Helping gunshot victims
Philadelphia workshop trains residents to help gunshot victims 02:25

This year, Philadelphia has already seen nearly four dozen murders, a 38 percent increase from this time last year. Now the city plans to get ahead of its first responders in a race against time.

At a north Philadelphia church, 60-year-old Veronica Daniel and the rest of the residents are learning to set a tourniquet. The goal? To prevent a gunshot victim from bleeding to death before help arrives, reports CBS News correspondent Michelle Miller. 

“So you’ve become the first responder?” Miller asked Daniel. 

“I don’t know. I hope so. I hope I am brave enough to do that,” Daniel said.

In Philadelphia, it takes an ambulance six-and-half minutes to arrive at a crime scene. Every second a victim lays unattended could be a death sentence.

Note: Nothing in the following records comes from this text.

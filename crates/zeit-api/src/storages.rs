//! Handlers for `/storages`: the storage media registry.

use std::sync::Arc;

use axum::{
  Json,
  extract::{Path, State},
  http::StatusCode,
};
use serde::Deserialize;
use zeit_core::store::{EventLog, StorageMedium};

use crate::error::ApiError;

/// `GET /storages`
pub async fn list<S: EventLog>(
  State(store): State<Arc<S>>,
) -> Result<Json<Vec<StorageMedium>>, ApiError> {
  let media = store.storages().await.map_err(ApiError::from_store)?;
  Ok(Json(media))
}

#[derive(Debug, Default, Deserialize)]
pub struct AvailableBody {
  pub icon:         Option<String>,
  pub display_name: Option<String>,
}

/// `PUT /storages/{medium}`: the medium was mounted.
pub async fn available<S: EventLog>(
  State(store): State<Arc<S>>,
  Path(medium): Path<String>,
  Json(body): Json<AvailableBody>,
) -> Result<StatusCode, ApiError> {
  store
    .storage_available(medium, body.icon, body.display_name)
    .await
    .map_err(ApiError::from_store)?;
  Ok(StatusCode::NO_CONTENT)
}

/// `DELETE /storages/{medium}`: the medium went away.
pub async fn unavailable<S: EventLog>(
  State(store): State<Arc<S>>,
  Path(medium): Path<String>,
) -> Result<StatusCode, ApiError> {
  store.storage_unavailable(medium).await.map_err(ApiError::from_store)?;
  Ok(StatusCode::NO_CONTENT)
}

Daniel learned the importance of survival when her brother was shot 30 years ago.

“In my brother’s instance, the gunshot wound brought him home, so we were able to talk to him,” Daniel said. “It gave him an opportunity to look at life differently, and it touches family again.”

The workshop is called Fighting Chance. It was started by Temple University Hospital.

“Unfortunately, gun homicide is the leading cause of death for young black men between the ages of 15 and 24… and we think we owe it to them to give them a fighting chance to survive those injuries. And if we only save two or three, it’s worth it to us,” said Scott Charles, Temple University Hospital’s trauma outreach coordinator.

The sessions are taught by hospital trauma nurses and ER doctors. Participants learn to stop blood flow at artery pressure points and how to move the wounded out of harm’s way.

But Charles said the larger point to all of this is to prevent more gun violence in the first place.

“If they die, the assumption is among their friends that they have to avenge this shooting. And so if we can save more lives directly, there’s going to be a downstream effect. I fully believe that,” Charles said.